**WHAT IS EXPECTED**
Within the entries underneath, how many lines include the string "retain"? State only the number.

**Stored data**

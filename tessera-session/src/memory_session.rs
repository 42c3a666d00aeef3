//! In-memory session storage.

use crate::config::SessionConfig;
use crate::error::SessionResult;
use crate::traits::SessionStore;
use async_trait::async_trait;
use chrono::{DateTime, Utc};
use std::collections::HashMap;
use std::time::Duration;
use tokio::sync::RwLock;

/// Upper bound on how long expired blobs linger before a write sweeps them.
const SWEEP_INTERVAL: Duration = Duration::from_secs(60);

#[derive(Debug, Clone)]
struct Entry {
    blob: String,
    expires_at: DateTime<Utc>,
}

impl Entry {
    fn is_expired(&self) -> bool {
        Utc::now() > self.expires_at
    }
}

#[derive(Debug)]
struct Entries {
    map: HashMap<String, Entry>,
    next_sweep: DateTime<Utc>,
}

impl Entries {
    fn sweep(&mut self) -> usize {
        let before = self.map.len();
        self.map.retain(|_, entry| !entry.is_expired());
        before - self.map.len()
    }
}

/// Process-local session store. Blobs are lost on restart.
///
/// Expired blobs are swept by writes, at most once per TTL (capped at a
/// minute), so the map stays bounded by the live sessions.
#[derive(Debug)]
pub struct MemorySessionStore {
    entries: RwLock<Entries>,
    config: SessionConfig,
}

impl MemorySessionStore {
    pub fn new() -> Self {
        Self::with_config(SessionConfig::memory())
    }

    pub fn with_config(config: SessionConfig) -> Self {
        Self {
            entries: RwLock::new(Entries {
                map: HashMap::new(),
                next_sweep: Utc::now(),
            }),
            config,
        }
    }

    /// Number of stored blobs, expired ones included.
    pub async fn len(&self) -> usize {
        self.entries.read().await.map.len()
    }

    pub async fn is_empty(&self) -> bool {
        self.len().await == 0
    }

    /// Drop expired blobs, returning how many were removed.
    pub async fn cleanup_expired(&self) -> usize {
        self.entries.write().await.sweep()
    }

    fn sweep_interval(&self) -> chrono::Duration {
        chrono::Duration::from_std(self.config.ttl.min(SWEEP_INTERVAL)).unwrap_or_default()
    }
}

impl Default for MemorySessionStore {
    fn default() -> Self {
        Self::new()
    }
}

#[async_trait]
impl SessionStore for MemorySessionStore {
    async fn load(&self, session_id: &str, name: &str) -> SessionResult<Option<String>> {
        let key = self.config.entry_key(session_id, name);
        let entries = self.entries.read().await;

        Ok(entries
            .map
            .get(&key)
            .filter(|entry| !entry.is_expired())
            .map(|entry| entry.blob.clone()))
    }

    async fn save(&self, session_id: &str, name: &str, blob: String) -> SessionResult<()> {
        let key = self.config.entry_key(session_id, name);
        let now = Utc::now();
        let expires_at = now + chrono::Duration::from_std(self.config.ttl).unwrap_or_default();

        let mut entries = self.entries.write().await;
        if now >= entries.next_sweep {
            let removed = entries.sweep();
            entries.next_sweep = now + self.sweep_interval();
            if removed > 0 {
                tracing::debug!(removed, remaining = entries.map.len(), "Swept expired sessions");
            }
        }
        entries.map.insert(key, Entry { blob, expires_at });
        Ok(())
    }

    async fn delete(&self, session_id: &str, name: &str) -> SessionResult<()> {
        let key = self.config.entry_key(session_id, name);
        self.entries.write().await.map.remove(&key);
        Ok(())
    }

    async fn clear(&self, session_id: &str) -> SessionResult<()> {
        let prefix = self.config.entry_key(session_id, "");
        self.entries
            .write()
            .await
            .map
            .retain(|key, _| !key.starts_with(&prefix));
        Ok(())
    }
}
//! Request dispatch.
//!
//! One call to [`Dispatcher::dispatch`] handles one request: method filter,
//! exact route lookup, session continuity, handler invocation and response
//! assembly. The HTTP server loop in [`crate::application`] calls it once per
//! request on its own task; tests call it directly.

use crate::action::random_token;
use crate::config::AppConfig;
use crate::context::Context;
use crate::http::{HttpRequest, HttpResponse};
use crate::registry::Registry;
use std::sync::Arc;
use std::time::Instant;
use tessera_session::{SessionStore, validate_session_id};

/// Routes requests to registered handlers.
#[derive(Clone)]
pub struct Dispatcher {
    registry: Arc<Registry>,
    sessions: Arc<dyn SessionStore>,
    config: Arc<AppConfig>,
}

impl Dispatcher {
    pub fn new(
        registry: Arc<Registry>,
        sessions: Arc<dyn SessionStore>,
        config: Arc<AppConfig>,
    ) -> Self {
        Self {
            registry,
            sessions,
            config,
        }
    }

    pub fn registry(&self) -> &Arc<Registry> {
        &self.registry
    }

    pub fn config(&self) -> &AppConfig {
        &self.config
    }

    /// Handle one request.
    ///
    /// The response body is the handler's fragment followed by every
    /// out-of-band fragment it queued, in order.
    pub async fn dispatch(&self, request: HttpRequest) -> HttpResponse {
        let started = Instant::now();

        if request.method != "GET" && request.method != "POST" {
            tracing::debug!(method = %request.method, path = %request.path, "Method not allowed");
            return HttpResponse::method_not_allowed();
        }

        let Some(action) = self.registry.lookup(&request.path) else {
            tracing::debug!(method = %request.method, path = %request.path, "No handler for path");
            return HttpResponse::not_found();
        };

        // Concurrent first requests from one client may each mint an id.
        let (session_id, minted) = match request.cookie(&self.config.cookie.name) {
            Some(id) if validate_session_id(id).is_ok() => (id.to_string(), false),
            _ => (random_token(self.config.cookie.token_length), true),
        };

        let method = request.method.clone();
        let ctx = Context::new(
            request,
            session_id.clone(),
            self.registry.clone(),
            self.sessions.clone(),
            self.config.clone(),
        );

        let mut body = action.invoke(ctx.clone()).await;
        let effects = ctx.take_effects();
        for effect in &effects {
            body.push_str(effect);
        }

        tracing::info!(
            method = %method,
            route = %action.route(),
            effects = effects.len(),
            new_session = minted,
            elapsed_ms = started.elapsed().as_millis() as u64,
            "Dispatched"
        );

        let response = HttpResponse::html(body);
        if minted {
            response.with_header("Set-Cookie", self.config.cookie.header_value(&session_id))
        } else {
            response
        }
    }
}

impl std::fmt::Debug for Dispatcher {
    fn fmt(&self, f: &mut std::fmt::Formatter<'_>) -> std::fmt::Result {
        f.debug_struct("Dispatcher")
            .field("registry", &self.registry)
            .finish()
    }
}
// HTTP status codes produced by the dispatcher

/// Status codes the dispatcher and handlers answer with.
///
/// Handlers always produce HTML, so the set is small: success, the client
/// errors the dispatcher can detect on its own, and a catch-all server error.
#[derive(Debug, Clone, Copy, PartialEq, Eq)]
pub enum HttpStatus {
    Ok = 200,
    BadRequest = 400,
    NotFound = 404,
    MethodNotAllowed = 405,
    InternalServerError = 500,
}

impl HttpStatus {
    /// Get the numeric status code
    pub fn code(&self) -> u16 {
        *self as u16
    }

    /// Get the canonical reason phrase
    pub fn reason(&self) -> &'static str {
        match self {
            HttpStatus::Ok => "OK",
            HttpStatus::BadRequest => "Bad Request",
            HttpStatus::NotFound => "Not Found",
            HttpStatus::MethodNotAllowed => "Method Not Allowed",
            HttpStatus::InternalServerError => "Internal Server Error",
        }
    }

    pub fn is_success(&self) -> bool {
        (200..300).contains(&self.code())
    }

    pub fn is_client_error(&self) -> bool {
        (400..500).contains(&self.code())
    }

    pub fn is_server_error(&self) -> bool {
        self.code() >= 500
    }

    /// Look up a known status by its numeric code
    pub fn from_code(code: u16) -> Option<Self> {
        match code {
            200 => Some(HttpStatus::Ok),
            400 => Some(HttpStatus::BadRequest),
            404 => Some(HttpStatus::NotFound),
            405 => Some(HttpStatus::MethodNotAllowed),
            500 => Some(HttpStatus::InternalServerError),
            _ => None,
        }
    }
}

impl std::fmt::Display for HttpStatus {
    fn fmt(&self, f: &mut std::fmt::Formatter<'_>) -> std::fmt::Result {
        write!(f, "{} {}", self.code(), self.reason())
    }
}

impl From<HttpStatus> for u16 {
    fn from(status: HttpStatus) -> Self {
        status.code()
    }
}
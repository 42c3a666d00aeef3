use proc_macro::TokenStream;
use proc_macro2::TokenStream as TokenStream2;
use quote::quote;
use syn::{
    Data, DeriveInput, Fields, GenericParam, LitStr, Path, parse_macro_input, parse_quote,
};

struct FieldSpec {
    ident: syn::Ident,
    wire: String,
}

pub fn field_derive_impl(input: TokenStream) -> TokenStream {
    let input = parse_macro_input!(input as DeriveInput);

    match expand(input) {
        Ok(tokens) => TokenStream::from(tokens),
        Err(err) => TokenStream::from(err.to_compile_error()),
    }
}

fn expand(mut input: DeriveInput) -> syn::Result<TokenStream2> {
    let krate = crate_path(&input)?;

    let named = match &input.data {
        Data::Struct(data) => match &data.fields {
            Fields::Named(named) => named.named.clone(),
            _ => {
                return Err(syn::Error::new_spanned(
                    &input.ident,
                    "Field can only be derived for structs with named fields",
                ));
            }
        },
        _ => {
            return Err(syn::Error::new_spanned(
                &input.ident,
                "Field can only be derived for structs",
            ));
        }
    };

    let mut specs = Vec::new();
    for field in &named {
        if let Some(spec) = field_spec(field)? {
            specs.push(spec);
        }
    }

    let field_trait: Path = parse_quote!(#krate::codec::Field);
    let type_params: Vec<syn::Ident> = input
        .generics
        .params
        .iter()
        .filter_map(|param| match param {
            GenericParam::Type(ty) => Some(ty.ident.clone()),
            _ => None,
        })
        .collect();
    if !type_params.is_empty() {
        let where_clause = input.generics.make_where_clause();
        for ident in &type_params {
            where_clause
                .predicates
                .push(parse_quote!(#ident: #field_trait));
        }
    }

    let name = &input.ident;
    let (impl_generics, ty_generics, where_clause) = input.generics.split_for_impl();

    let idents: Vec<_> = specs.iter().map(|s| &s.ident).collect();
    let wires: Vec<_> = specs.iter().map(|s| s.wire.as_str()).collect();

    Ok(quote! {
        impl #impl_generics #field_trait for #name #ty_generics #where_clause {
            fn child(&mut self, name: &str) -> ::core::option::Option<&mut dyn #field_trait> {
                match name {
                    #( #wires => ::core::option::Option::Some(&mut self.#idents), )*
                    _ => ::core::option::Option::None,
                }
            }

            fn encode(&self, path: &str, out: &mut ::std::vec::Vec<#krate::codec::BodyItem>) {
                #(
                    #field_trait::encode(
                        &self.#idents,
                        &#krate::codec::join_path(path, #wires),
                        out,
                    );
                )*
            }
        }
    })
}

fn crate_path(input: &DeriveInput) -> syn::Result<Path> {
    let mut path: Path = parse_quote!(::tessera);

    for attr in input.attrs.iter().filter(|a| a.path().is_ident("field")) {
        attr.parse_nested_meta(|meta| {
            if meta.path.is_ident("crate") {
                let value: LitStr = meta.value()?.parse()?;
                path = value.parse()?;
                Ok(())
            } else {
                Err(meta.error("unknown container attribute"))
            }
        })?;
    }

    Ok(path)
}

fn field_spec(field: &syn::Field) -> syn::Result<Option<FieldSpec>> {
    let Some(ident) = field.ident.clone() else {
        return Ok(None);
    };

    let mut wire = ident.to_string().trim_start_matches("r#").to_string();
    let mut skip = false;

    for attr in field.attrs.iter().filter(|a| a.path().is_ident("field")) {
        attr.parse_nested_meta(|meta| {
            if meta.path.is_ident("rename") {
                let value: LitStr = meta.value()?.parse()?;
                wire = value.value();
                Ok(())
            } else if meta.path.is_ident("skip") {
                skip = true;
                Ok(())
            } else {
                Err(meta.error("unknown field attribute"))
            }
        })?;
    }

    if skip {
        return Ok(None);
    }

    if wire.is_empty() || wire.contains(['.', '[', ']']) {
        return Err(syn::Error::new_spanned(
            &field.ident,
            "field name must be non-empty and must not contain '.', '[' or ']'",
        ));
    }

    Ok(Some(FieldSpec { ident, wire }))
}
// Test assertions for dispatched responses

use crate::TestResponse;
use tessera_core::HttpStatus;

/// Assert that a response has a specific status code
pub fn assert_status(response: &TestResponse, expected: u16) {
    let actual = response.status();
    assert_eq!(
        actual, expected,
        "Expected status {}, got {}",
        expected, actual
    );
}

/// Assert that a response has a specific HTTP status
pub fn assert_http_status(response: &TestResponse, expected: HttpStatus) {
    assert_status(response, expected.code());
}

/// Assert that a response has a specific header
pub fn assert_header(response: &TestResponse, key: &str, expected: &str) {
    let actual = response.header(key).map(|s| s.as_str());
    assert_eq!(
        actual,
        Some(expected),
        "Expected header '{}' to be '{}', got {:?}",
        key,
        expected,
        actual
    );
}

/// Assert that a response body contains a string
pub fn assert_body_contains(response: &TestResponse, expected: &str) {
    let body = response.body_string();
    assert!(
        body.contains(expected),
        "Expected body to contain '{}', but it didn't. Body: {}",
        expected,
        body
    );
}

/// Assert that the primary fragment, before any out-of-band script, is
/// exactly `expected`
pub fn assert_fragment(response: &TestResponse, expected: &str) {
    let fragment = response.fragment();
    assert_eq!(
        fragment, expected,
        "Expected fragment '{}', got '{}'",
        expected, fragment
    );
}

/// Assert that the response queued exactly `expected` out-of-band scripts
pub fn assert_script_count(response: &TestResponse, expected: usize) {
    let scripts = response.scripts();
    assert_eq!(
        scripts.len(),
        expected,
        "Expected {} scripts, got {:?}",
        expected,
        scripts
    );
}

/// Assert that the response minted a session cookie
pub fn assert_new_session(response: &TestResponse) {
    assert!(
        response.header("Set-Cookie").is_some(),
        "Expected a Set-Cookie header, got none"
    );
}

#[cfg(test)]
mod tests {
    use super::*;
    use tessera_core::HttpResponse;

    fn response() -> TestResponse {
        TestResponse::new(HttpResponse::html(
            "<p>hi</p><script>a()</script><script>b()</script>",
        ))
    }

    #[test]
    fn test_assert_status() {
        assert_status(&response(), 200);
        assert_http_status(&response(), HttpStatus::Ok);
    }

    #[test]
    #[should_panic(expected = "Expected status 404")]
    fn test_assert_status_mismatch() {
        assert_status(&response(), 404);
    }

    #[test]
    fn test_assert_header() {
        assert_header(&response(), "content-type", "text/html; charset=utf-8");
    }

    #[test]
    fn test_fragment_and_scripts() {
        let response = response();
        assert_fragment(&response, "<p>hi</p>");
        assert_script_count(&response, 2);
        assert_body_contains(&response, "b()");
    }

    #[test]
    #[should_panic(expected = "Set-Cookie")]
    fn test_assert_new_session_without_cookie() {
        assert_new_session(&response());
    }
}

**RESPONSE BOX**
2